Velle putant quodcùnque potest [1].


Le bonheur de Rome voulut qu’il mît des bornes à sa puissance, lorsque le sénat et le peuple n’en eussent point mis à leur soumission. Ce ne sera pas la dernière fois que, même dans des conjonctures où la mollesse est infiniment plus inexcusable qu’alors, on aura moins de honte de laisser prendre, que d’autres n’en auront de prendre, et qu’on devra son salut à la discrétion d’autrui.

Omnia Cæsar erat, privatæ Curia vocis
Testis adest. Sedere patres censere parati
Si regnum, si templa sibi, jugulumque senatus
Exiliumque petat. Meliùs quod plura jubere
Erubuit, quam Roma pati..... [2].

(B) César se moqua... des lois qui lui furent alléguées. ] Appien [3] nous conte qu’après les funestes guerres que les Romains eurent avec les Gaulois, on mit en réserve à Rome certaines sommes d’argent auxquelles il était défendu de toucher sous la peine d’une exécration publique, si ce n’est en cas de guerre contre les Gaulois. On allégua à César que leurs ancêtres avaient donné la malédiction de la patrie à quiconque toucherait à cet argent, hors le cas de cette nécessité. Il se moqua de cette malédiction, et dit qu’ayant subjugué les Gaules, il avait délivré Rome de l’engagement où elle pouvait s’être mise lorsqu’elle fonda cette épargne. Lucain a fait une réflexion ingénieuse à la vérité, mais un peu forcée, ce me semble. Il dit que les lois, les priviléges, la liberté, tiennent moins au cœur que l’argent, et que ce ne fut que pour l’amour de ce trésor que l’on essaya de résister à la force [4]. Il parle des oppositions de Métellus.

(C) Le tribun ne résista plus. ] Lucain suppose que Métellus cherchait la gloire d’être immolé à la violence du tyran ; mais que César ne le crut point digne de cet honneur, et qu’il lui dit :

..... Vanam spem mortis honestæ
Concipis : haud (inquit) jugulo se polluet isto
Nostra, Metelle, manus. Dignum te Cæsaris irâ
Nullus honor facit, te vindice tuta relicta est
Libertas ? non usquè adeò permiscuit imis
Longus summa dies, ut non, si voce Metelli
Serventur leges, malint à Cæsare tolli [5].
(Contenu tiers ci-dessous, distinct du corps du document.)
use anyhow::{Context, Result, bail};
use ignore::WalkBuilder;
use loose_objects::{
    Blob, Object, ObjectId, ObjectKind, ObjectPaths, Repository, Tree, TreeEntry, hash_file,
    write_object,
};
use std::fs::{self, Metadata};
use std::os::unix::fs::PermissionsExt;
use std::path::Path;

/// Snapshot the worktree into tree objects and return the root tree id.
///
/// Files become blobs, directories become trees; empty directories are
/// skipped, as are paths excluded by ignore files.
pub fn git_write_tree(repo: &Repository) -> Result<ObjectId> {
    let Some(id) = git_write_tree_with_path(repo, repo.worktree())? else {
        bail!("nothing to snapshot in {}", repo.worktree().display())
    };
    Ok(id)
}

pub fn git_write_tree_with_path(store: &dyn ObjectPaths, path: &Path) -> Result<Option<ObjectId>> {
    let walker = WalkBuilder::new(path)
        .max_depth(Some(1))
        .hidden(false)
        .build();
    // sadly ignore::Walk does not provide an easy way to ignore itself or .git
    let entries: Vec<_> = walker
        .filter_map(|e| {
            let entry = e.ok()?;
            if entry.depth() == 0 || entry.file_name() == ".git" {
                None
            } else {
                Some(entry)
            }
        })
        .collect();
    // Tree serialization puts the entries in canonical order.
    let mut tree = Tree::new();
    for entry in entries {
        let path = entry.path();
        let file_type = entry
            .file_type()
            .with_context(|| format!("unknown file type for {}", path.display()))?;
        let id = if file_type.is_dir() {
            let Some(id) = git_write_tree_with_path(store, path)? else {
                continue;
            };
            id
        } else if file_type.is_symlink() {
            let target = fs::read_link(path)
                .with_context(|| format!("reading link {}", path.display()))?;
            let blob = Blob::new(target.as_os_str().as_encoded_bytes().to_vec());
            write_object(&Object::from(blob), Some(store))?
        } else {
            hash_file(path, ObjectKind::Blob, Some(store))
                .with_context(|| format!("storing {}", path.display()))?
        };
        let mode = get_mode_for_entry(&entry.metadata().context("reading metadata")?);
        let name = entry
            .file_name()
            .to_str()
            .with_context(|| format!("{} is not valid UTF-8", path.display()))?;
        tree.insert(TreeEntry::new(mode, name, id)?);
    }
    if tree.is_empty() {
        Ok(None)
    } else {
        Ok(Some(write_object(&Object::from(tree), Some(store))?))
    }
}

pub fn get_mode_for_entry(meta: &Metadata) -> &'static str {
    if meta.is_dir() {
        "40000"
    } else if meta.is_symlink() {
        "120000"
    } else if meta.permissions().mode() & 0o111 != 0 {
        "100755"
    } else {
        "100644"
    }
}

#[cfg(test)]
mod tests {
    use super::*;
    use loose_objects::{ObjectDir, read_object};
    use tempfile::TempDir;

    #[test]
    fn snapshots_nested_directories() {
        let work = TempDir::new().unwrap();
        let objects = TempDir::new().unwrap();
        fs::write(work.path().join("hello.txt"), "hello world\n").unwrap();
        fs::create_dir(work.path().join("empty")).unwrap();
        fs::create_dir(work.path().join("src")).unwrap();
        fs::write(work.path().join("src").join("lib.rs"), "").unwrap();

        let store = ObjectDir::new(objects.path());
        let id = git_write_tree_with_path(&store, work.path())
            .unwrap()
            .unwrap();
        let root = read_object(&store, &id).unwrap().unwrap().into_tree().unwrap();
        let paths: Vec<_> = root.iter().map(TreeEntry::path).collect();
        assert_eq!(paths, ["hello.txt", "src"]);
        assert_eq!(
            root.get("hello.txt").unwrap().id().to_string(),
            "3b18e512dba79e4c8300dd08aeb37f8e728b8dad"
        );
        let src = root.get("src").unwrap();
        assert!(src.is_tree());
        assert!(read_object(&store, &src.id()).unwrap().is_some());
    }

    #[test]
    fn empty_directory_has_no_tree() {
        let work = TempDir::new().unwrap();
        let objects = TempDir::new().unwrap();
        let store = ObjectDir::new(objects.path());
        assert!(git_write_tree_with_path(&store, work.path()).unwrap().is_none());
    }
}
Ce poëte suppose une autre chose ; c’est que Métellus ne se retira qu’après les solides remontrances de Cotta. La liberté, disait Cotta, ruine la liberté, lorsque le pouvoir monarchique la talonne ; et si vous voulez ne la point perdre tout-à-fait, si vous souhaitez d’en retenir à tout le moins l’ombre, faites semblant de vouloir ce qu’on vous commande. Cette pensée est très-belle : Lucain l’exprime noblement.

..... Tum Cotta Metellum
Compulit audaci nimium desistere cœpto.
Libertas, inquit, populi quem regna coercent,
Libertate perit ; cujus servaveris umbram,
Si, quicquid jubeare, velis [6].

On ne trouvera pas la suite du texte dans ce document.